MASTODON has once again thrown a wrench into the gears of expectation. When "Crack The Skye" did exactly what the title suggests and transcended we knew about concept albums, major label releases and the four beard-faced sonic spellcasters responsible for the masterpiece, many of us began to question where the band would go next. I don't think anyone expected the answer to be "The Hunter".

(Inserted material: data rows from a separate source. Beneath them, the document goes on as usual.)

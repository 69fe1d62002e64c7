// Library exports for findtier
pub mod config;
pub mod finder;
pub mod manifest;
pub mod output;
pub mod probe;
pub mod walker;
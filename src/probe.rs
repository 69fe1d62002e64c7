//! Filesystem existence probing
//!
//! The finder only ever asks one question of the filesystem: does this path
//! exist. The trait keeps that surface narrow and lets tests substitute an
//! in-memory answer.

use std::io;
use std::path::Path;

/// Answers "does this path exist" for the finder.
///
/// Plain absence must be reported as `Ok(false)`; an error means the check
/// itself failed (permissions, I/O) and is propagated rather than treated as
/// a miss.
pub trait PathProbe {
    fn exists(&self, path: &Path) -> io::Result<bool>;
}

/// Probe backed by the real filesystem
#[derive(Debug, Clone, Copy, Default)]
pub struct RealFs;

impl PathProbe for RealFs {
    fn exists(&self, path: &Path) -> io::Result<bool> {
        path.try_exists()
    }
}

#[cfg(test)]
mod tests {
    use super::*;

    #[test]
    fn test_real_fs_reports_missing_path() {
        let temp = std::env::temp_dir().join("findtier-does-not-exist.txt");
        assert!(!RealFs.exists(&temp).unwrap());
    }

    #[test]
    fn test_real_fs_reports_existing_path() {
        let temp = std::env::temp_dir();
        assert!(RealFs.exists(&temp).unwrap());
    }
}
mod cli;

use clap::Parser;
use cli::Cli;
use findtier::config::Config;
use findtier::finder::{self, FindOptions};
use findtier::manifest::SearchKey;
use findtier::output::{FindOutput, MatchRecord, print_json};

fn main() {
    let cli = Cli::parse();

    if let Err(e) = run(cli) {
        eprintln!("Error: {}", e);
        std::process::exit(1);
    }
}

fn run(cli: Cli) -> Result<(), Box<dyn std::error::Error>> {
    let manifest = resolve_manifest(&cli)?;

    let options = FindOptions {
        cwd: cli.cwd.clone(),
        stop_dir: cli.stop_dir.clone(),
    };

    if cli.first {
        run_first(&manifest, &options, cli.json)
    } else {
        run_all(&manifest, &options, cli.json)
    }
}

/// Positional keys and --preset are mutually exclusive; one of them is required.
fn resolve_manifest(cli: &Cli) -> Result<Vec<SearchKey>, Box<dyn std::error::Error>> {
    if let Some(name) = &cli.preset {
        let config = Config::load()?;
        return Ok(config.preset(name)?.to_vec());
    }

    if cli.keys.is_empty() {
        return Err("No keys specified. Pass filenames or --preset <name>.".into());
    }

    Ok(cli.keys.iter().map(|spec| spec.0.clone()).collect())
}

fn run_all(
    manifest: &[SearchKey],
    options: &FindOptions,
    json_output: bool,
) -> Result<(), Box<dyn std::error::Error>> {
    let results = finder::find_up_all(manifest, options)?;

    if json_output {
        print_json(&FindOutput::new(&results));
        return Ok(());
    }

    for result in &results {
        println!("{}", MatchRecord::new(result).render_text());
    }

    Ok(())
}

fn run_first(
    manifest: &[SearchKey],
    options: &FindOptions,
    json_output: bool,
) -> Result<(), Box<dyn std::error::Error>> {
    let result = finder::find_up(manifest, options)?;

    match result {
        Some(result) => {
            if json_output {
                print_json(&MatchRecord::new(&result));
            } else {
                println!("{}", result.path.display());
            }
            Ok(())
        }
        None => {
            if json_output {
                print_json(&serde_json::json!({ "matches": [] }));
            } else {
                eprintln!("No match found.");
            }
            std::process::exit(1);
        }
    }
}
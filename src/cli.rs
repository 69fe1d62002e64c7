use clap::Parser;
use findtier::manifest::SearchKey;
use std::fmt;
use std::path::PathBuf;
use std::str::FromStr;

/// Find the nearest project file by tiered upward search
#[derive(Parser, Debug)]
#[command(name = "findtier")]
#[command(version, about, long_about = None)]
pub struct Cli {
    /// Candidate filenames, one priority tier per argument.
    /// Comma-separate names that share a tier: yarn.lock,pnpm-lock.yaml
    pub keys: Vec<KeySpec>,

    /// Directory to start searching from (defaults to the current directory)
    #[arg(long)]
    pub cwd: Option<PathBuf>,

    /// Directory at which the upward search stops; it is excluded from the search
    #[arg(long)]
    pub stop_dir: Option<PathBuf>,

    /// Use a named preset manifest from the config file instead of KEYS
    #[arg(long, conflicts_with = "keys")]
    pub preset: Option<String>,

    /// Print only the single best match (exits 1 when nothing matches)
    #[arg(long)]
    pub first: bool,

    /// Output as JSON
    #[arg(long)]
    pub json: bool,
}

/// One priority tier as given on the command line
#[derive(Debug, Clone, PartialEq, Eq)]
pub struct KeySpec(pub SearchKey);

impl fmt::Display for KeySpec {
    fn fmt(&self, f: &mut fmt::Formatter<'_>) -> fmt::Result {
        match &self.0 {
            SearchKey::Single(name) => write!(f, "{}", name),
            SearchKey::Tier(names) => write!(f, "{}", names.join(",")),
        }
    }
}

impl FromStr for KeySpec {
    type Err = String;

    fn from_str(s: &str) -> Result<Self, Self::Err> {
        let mut names: Vec<String> = s
            .split(',')
            .map(|name| name.trim().to_string())
            .filter(|name| !name.is_empty())
            .collect();

        match names.len() {
            0 => Err(format!(
                "Empty key '{}'. Expected: <filename>[,<filename>...]",
                s
            )),
            1 => Ok(KeySpec(SearchKey::Single(names.remove(0)))),
            _ => Ok(KeySpec(SearchKey::Tier(names))),
        }
    }
}
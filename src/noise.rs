//! Hash and value noise on the CPU.
//!
//! Mirrors the WGSL in [`shader_utils`](crate::shader_utils) so the CPU
//! backends and the GPU backend produce the same background texture and grain.

use glam::Vec3;

/// 32-bit integer hash.
pub fn hash(n: u32) -> u32 {
    let mut x = n;
    x ^= x >> 17;
    x = x.wrapping_mul(0xed5a_d4bb);
    x ^= x >> 11;
    x = x.wrapping_mul(0xac4c_1b51);
    x ^= x >> 15;
    x = x.wrapping_mul(0x3184_8bab);
    x ^= x >> 14;
    x
}

/// Hash of an integer lattice point.
pub fn hash3(x: i32, y: i32, z: i32) -> u32 {
    hash(x as u32 ^ hash(y as u32 ^ hash(z as u32)))
}

/// Uniform float in `[0, 1)` from a hash input.
pub fn rand01(n: u32) -> f32 {
    (hash(n) >> 8) as f32 / 16_777_216.0
}

/// Trilinear value noise in `[0, 1)`.
pub fn value_noise(p: Vec3) -> f32 {
    let cell = p.floor();
    let f = p - cell;
    let u = f * f * (Vec3::splat(3.0) - 2.0 * f);
    let (ix, iy, iz) = (cell.x as i32, cell.y as i32, cell.z as i32);
    let corner = |dx: i32, dy: i32, dz: i32| (hash3(ix + dx, iy + dy, iz + dz) >> 8) as f32 / 16_777_216.0;

    let x00 = lerp(corner(0, 0, 0), corner(1, 0, 0), u.x);
    let x10 = lerp(corner(0, 1, 0), corner(1, 1, 0), u.x);
    let x01 = lerp(corner(0, 0, 1), corner(1, 0, 1), u.x);
    let x11 = lerp(corner(0, 1, 1), corner(1, 1, 1), u.x);
    lerp(lerp(x00, x10, u.y), lerp(x01, x11, u.y), u.z)
}

/// Fractal sum of value noise, normalized back to `[0, 1)`.
pub fn fbm(p: Vec3, octaves: u32) -> f32 {
    let mut value = 0.0;
    let mut amplitude = 0.5;
    let mut norm = 0.0;
    let mut pos = p;
    for _ in 0..octaves.max(1) {
        value += amplitude * value_noise(pos);
        norm += amplitude;
        pos *= 2.0;
        amplitude *= 0.5;
    }
    value / norm
}

/// Per-pixel film grain in `[-0.5, 0.5)`, varying per frame.
pub fn grain(x: u32, y: u32, frame: u32) -> f32 {
    rand01(hash(x ^ hash(y ^ hash(frame)))) - 0.5
}

fn lerp(a: f32, b: f32, t: f32) -> f32 {
    a + (b - a) * t
}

The first album lacking a universal concept since "Remission". "The Hunter" represents an even larger departure for MASTODON from their past. This isn't quite the complete re-invention that many have been calling it, but "The Hunter", without a doubt, is cut from its own cloth. For starters, only one song (that being the PINK FLOYD-ian "The Sparrow") breaks the five-minute mark. No longer do we have to take notes while following along with the sweet sounds of MASTODON. The band has adopted a stripped-down approach on this album and it works quite well. By lessening the complexity of the music, MASTODON has actually made the songs themselves much more interesting. The straight-forward and stony "Curl The Burl" is arguably one of the catchiest songs in the band's career and I one I revisit at least a few times whenever I have the album on. The biggest connection to their previous two releases comes from opening track, "Black Tongue". These riffs are freakin' gargantuan, man! The song's pummeling, yet melodic and progressive neo-thrash bridges the gap between "Crack The Skye" and "The Hunter" quite well.
The evolutionary steps MASTODON has made here are some of the most interesting in recent memory. Parts of this album see the act hanging on to their past by the thinnest of threads, refusing to let go of that last piece of yesterday while tomorrow storms in with a vengeance. The more adamantly they refuse to let go, the more the two worlds collide. The likes of "Stargasm" and "All The Heavy Lifting" still have shreds of MASTODON's proggy experimentalism, just delivered by a group who has been there, done that and would rather not repeat the cycle. The focus is now placed firmly on the songs instead of the universe swirling around them. The end result gives us a very cohesive and consistent album. Not only does "The Hunter" offer fluidity, it's a much more attainable album than this typically cerebral act has put out before. Not to say that these tunes are watered-down or simplified in any way, but they are more straight-forward and digestible (even in their otherworldliness); making "The Hunter" an album for longtime fans and newcomers alike.
We've all seen this scenario play out dozens of times. A band will emerge on the cutting edge of music. They'll take the world by storm with an ability to twist convention just enough to push boundaries, but not so far it keeps them from catching the world's ear. Success comes and the band falls flat by trying to recreate their own formula. MASTODON is one of the few that have recognized it's the lack of any formula that allows them to remain so productively creative. Beyond that, they've opened the gates and allowed a flood of new influences to flow in, and instead of just jigsawing them into an already established sound where they fit most conveniently, MASTODON has transfused a number of new styles into their own. On "The Hunter", MASTODON has thrown away every book they've ever read. By doing so, they've written on of the most interesting chapters of their career.